Friday, March 30, 2018

An Insomniac's Letter to their Lover


Dear Lover,

Of course, I've been up these past few nights thinking about writing this. That's just my nature, I guess.

I'm sorry that I won't ever be able to enjoy falling asleep next to you. You always say you love falling asleep and waking up next to me, and I wish I could share that sentiment, but it's possible I may never be able to.

You see, at night, sleep evades me. I'm not normal, I'm far from it.



I envy how easily you lie down, close your eyes, and drift into dreamland while I lay awake beside you.

Sometimes I watch you sleep, admiring your good looks, sexy physique, and how peaceful you are. But I continue to toss and turn, shifting positions to get comfortable, staring at the wall and planning the next day or processing past hurts.

What seems so simple for you and most people is so difficult for me.

And so you sleep all night and wake up refreshed, ready to start the day. I can't even fathom what that's like. I feel as if I'm always in a constant state of tiredness. I'm chronically fatigued, and I hope I'm not doomed to feel this way for the rest of my life.
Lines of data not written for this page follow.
//! Virtual machine (worker) model.
//!
//! A VM executes one task at a time, to completion. It tracks when it is next
//! free, how long it has been busy, and which tasks it ran.
//!
//! # Reference
//! Silberschatz et al. (2018), "Operating System Concepts", Ch. 5.5:
//! Multiple-Processor Scheduling

use serde::{Deserialize, Serialize};

use super::task::{Placement, Task};
use crate::error::SchedulerError;
use crate::validation::{ValidationError, ValidationErrorKind};

/// A virtual machine in the pool.
#[derive(Debug, Clone, PartialEq, Eq, Serialize, Deserialize)]
pub struct VirtualMachine {
    /// Unique VM identifier.
    pub id: String,
    available_time: i64,
    total_busy_time: i64,
    history: Vec<String>,
}

impl VirtualMachine {
    /// Creates an idle VM, free from t=0.
    pub fn new(id: impl Into<String>) -> Self {
        Self {
            id: id.into(),
            available_time: 0,
            total_busy_time: 0,
            history: Vec::new(),
        }
    }

    /// Time at which the VM can start its next task.
    #[inline]
    pub fn available_time(&self) -> i64 {
        self.available_time
    }

    /// Total burst time executed so far.
    #[inline]
    pub fn total_busy_time(&self) -> i64 {
        self.total_busy_time
    }

    /// IDs of the tasks assigned to this VM, in assignment order.
    pub fn history(&self) -> &[String] {
        &self.history
    }

    /// Number of tasks assigned so far.
    pub fn task_count(&self) -> usize {
        self.history.len()
    }

    /// Whether the VM has never been assigned a task.
    pub fn is_idle(&self) -> bool {
        self.available_time == 0 && self.total_busy_time == 0 && self.history.is_empty()
    }

    /// Clears all state so the VM can take part in a new run.
    pub fn reset(&mut self) {
        self.available_time = 0;
        self.total_busy_time = 0;
        self.history.clear();
    }

    /// Runs `task` on this VM as early as possible.
    ///
    /// The task starts once both the VM is free and the task has arrived:
    /// `start = max(available_time, arrival_time)`.
    ///
    /// # Errors
    /// `InvalidState` if the task was already placed, `InvalidInput` if the
    /// completion time or busy time would overflow. Nothing is mutated.
    pub fn assign(&mut self, task: &mut Task) -> Result<(i64, i64), SchedulerError> {
        if let Some(existing) = task.vm_id() {
            return Err(SchedulerError::InvalidState(format!(
                "task '{}' is already assigned to '{}'",
                task.id, existing
            )));
        }

        let start_time = self.available_time.max(task.arrival_time);
        let completion_time = start_time
            .checked_add(task.burst_time)
            .ok_or_else(|| time_overflow(task))?;
        let total_busy_time = self
            .total_busy_time
            .checked_add(task.burst_time)
            .ok_or_else(|| time_overflow(task))?;

        task.place(Placement {
            start_time,
            completion_time,
            vm_id: self.id.clone(),
        });

        self.available_time = completion_time;
        self.total_busy_time = total_busy_time;
        self.history.push(task.id.clone());

        Ok((start_time, completion_time))
    }

    /// Busy share of the makespan, as a percentage.
    ///
    /// Returns `0.0` when `makespan` is zero.
    pub fn utilization(&self, makespan: i64) -> f64 {
        if makespan == 0 {
            return 0.0;
        }
        self.total_busy_time as f64 / makespan as f64 * 100.0
    }
}

fn time_overflow(task: &Task) -> SchedulerError {
    SchedulerError::InvalidInput(vec![ValidationError::new(
        ValidationErrorKind::TimeOverflow,
        format!("Task '{}' would complete past the time range", task.id),
    )])
}
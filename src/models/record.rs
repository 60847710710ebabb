//! Per-task result record.
//!
//! Flat, serializable view of a scheduled task for reporting and export.

use serde::{Deserialize, Serialize};

use super::Task;

/// One row of the execution report.
#[derive(Debug, Clone, PartialEq, Eq, Serialize, Deserialize)]
pub struct TaskRecord {
    pub task_id: String,
    pub arrival_time: i64,
    pub burst_time: i64,
    /// `None` if the task was never scheduled.
    pub start_time: Option<i64>,
    pub completion_time: Option<i64>,
    pub vm_id: Option<String>,
    pub waiting_time: i64,
    pub turnaround_time: i64,
}

impl TaskRecord {
    /// Snapshot of a task's current state.
    pub fn from_task(task: &Task) -> Self {
        Self {
            task_id: task.id.clone(),
            arrival_time: task.arrival_time,
            burst_time: task.burst_time,
            start_time: task.start_time(),
            completion_time: task.completion_time(),
            vm_id: task.vm_id().map(str::to_string),
            waiting_time: task.waiting_time(),
            turnaround_time: task.turnaround_time(),
        }
    }
}

impl From<&Task> for TaskRecord {
    fn from(task: &Task) -> Self {
        Self::from_task(task)
    }
}
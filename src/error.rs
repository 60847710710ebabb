//! Scheduler error types.

use thiserror::Error;

use crate::validation::ValidationError;

/// Errors raised by the scheduler and its models.
#[derive(Error, Debug, Clone, PartialEq)]
pub enum SchedulerError {
    /// Input rejected at construction, before any mutation.
    #[error("invalid input: {}", join_messages(.0))]
    InvalidInput(Vec<ValidationError>),
    /// An operation was called in a state that does not allow it.
    #[error("invalid state: {0}")]
    InvalidState(String),
}

impl From<Vec<ValidationError>> for SchedulerError {
    fn from(errors: Vec<ValidationError>) -> Self {
        SchedulerError::InvalidInput(errors)
    }
}

fn join_messages(errors: &[ValidationError]) -> String {
    errors
        .iter()
        .map(|e| e.message.as_str())
        .collect::<Vec<_>>()
        .join("; ")
}
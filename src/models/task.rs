//! Task (job) model.
//!
//! A task is a single unit of work submitted to the VM pool: it becomes
//! schedulable at `arrival_time` and runs for `burst_time` without preemption.
//!
//! # Time Representation
//! All times are integer time units relative to the simulation epoch (t=0).

use serde::{Deserialize, Serialize};

/// Where and when a task ran. Set exactly once, by [`VirtualMachine::assign`].
///
/// [`VirtualMachine::assign`]: super::VirtualMachine::assign
#[derive(Debug, Clone, PartialEq, Eq, Serialize, Deserialize)]
pub struct Placement {
    /// Time execution began.
    pub start_time: i64,
    /// Time execution finished (`start_time + burst_time`).
    pub completion_time: i64,
    /// VM that executed the task.
    pub vm_id: String,
}

/// Scheduling status of a task.
#[derive(Debug, Clone, Copy, PartialEq, Eq, Serialize, Deserialize)]
pub enum TaskStatus {
    /// Not yet assigned to a VM.
    Unscheduled,
    /// Assigned; placement is fixed.
    Scheduled,
}

/// A task to be scheduled.
#[derive(Debug, Clone, PartialEq, Eq, Serialize, Deserialize)]
pub struct Task {
    /// Unique task identifier.
    pub id: String,
    /// Time the task becomes schedulable.
    pub arrival_time: i64,
    /// Execution time required.
    pub burst_time: i64,
    #[serde(default)]
    placement: Option<Placement>,
}

impl Task {
    /// Creates an unscheduled task.
    pub fn new(id: impl Into<String>, arrival_time: i64, burst_time: i64) -> Self {
        Self {
            id: id.into(),
            arrival_time,
            burst_time,
            placement: None,
        }
    }

    /// Current scheduling status.
    pub fn status(&self) -> TaskStatus {
        match self.placement {
            Some(_) => TaskStatus::Scheduled,
            None => TaskStatus::Unscheduled,
        }
    }

    /// Whether the task has been placed on a VM.
    pub fn is_scheduled(&self) -> bool {
        self.placement.is_some()
    }

    /// Placement details, if scheduled.
    pub fn placement(&self) -> Option<&Placement> {
        self.placement.as_ref()
    }

    /// Start time, if scheduled.
    pub fn start_time(&self) -> Option<i64> {
        self.placement.as_ref().map(|p| p.start_time)
    }

    /// Completion time, if scheduled.
    pub fn completion_time(&self) -> Option<i64> {
        self.placement.as_ref().map(|p| p.completion_time)
    }

    /// ID of the VM the task ran on, if scheduled.
    pub fn vm_id(&self) -> Option<&str> {
        self.placement.as_ref().map(|p| p.vm_id.as_str())
    }

    /// Waiting time: `start_time - arrival_time`, or 0 if unscheduled.
    pub fn waiting_time(&self) -> i64 {
        self.start_time()
            .map(|start| start - self.arrival_time)
            .unwrap_or(0)
    }

    /// Turnaround time: `completion_time - arrival_time`, or 0 if unscheduled.
    pub fn turnaround_time(&self) -> i64 {
        self.completion_time()
            .map(|end| end - self.arrival_time)
            .unwrap_or(0)
    }

    pub(crate) fn place(&mut self, placement: Placement) {
        self.placement = Some(placement);
    }
}

#[cfg(test)]
mod tests {
    use super::*;

    #[test]
    fn test_task_new_is_unscheduled() {
        let task = Task::new("T1", 3, 5);
        assert_eq!(task.id, "T1");
        assert_eq!(task.arrival_time, 3);
        assert_eq!(task.burst_time, 5);
        assert_eq!(task.status(), TaskStatus::Unscheduled);
        assert!(task.start_time().is_none());
        assert!(task.completion_time().is_none());
        assert!(task.vm_id().is_none());
    }

    #[test]
    fn test_unscheduled_metrics_are_zero() {
        let task = Task::new("T1", 7, 4);
        assert_eq!(task.waiting_time(), 0);
        assert_eq!(task.turnaround_time(), 0);
    }

    #[test]
    fn test_scheduled_metrics() {
        let mut task = Task::new("T2", 1, 8);
        task.place(Placement {
            start_time: 4,
            completion_time: 12,
            vm_id: "VM2".into(),
        });

        assert_eq!(task.status(), TaskStatus::Scheduled);
        assert_eq!(task.vm_id(), Some("VM2"));
        assert_eq!(task.waiting_time(), 3);
        assert_eq!(task.turnaround_time(), 11);
    }

    #[test]
    fn test_deserialize_without_placement() {
        let task: Task =
            serde_json::from_str(r#"{"id":"T9","arrival_time":2,"burst_time":6}"#).unwrap();
        assert_eq!(task, Task::new("T9", 2, 6));
    }
}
And so I'm sorry that you have to witness me sleep all day. While the world is resting, my mind is running nonstop. So many sleepless nights lead me to desperately reach for sleep during the day, the only time it comes to me, the only time I can actually catch it. And it leaves you puzzled and confused and takes away the time we get to spend together. I'm practically nocturnal to say the least.



I don't know if things will ever be different for me. I've tried medications and nothing seems to work. But just know, even though it's hard for me to fall asleep next to you, it's not you, it's hard for me to sleep next to anyone. It's hard for me to sleep even when I'm alone. And though it's a little bit more of a struggle when I'm next to you, I'm willing to keep trying, because I'd rather wake up with you feeling exhausted then wake up without you at all.

Keep dreaming on, my love. And maybe one day, I'll be able to feel as rested as you do, so we can take on the world together.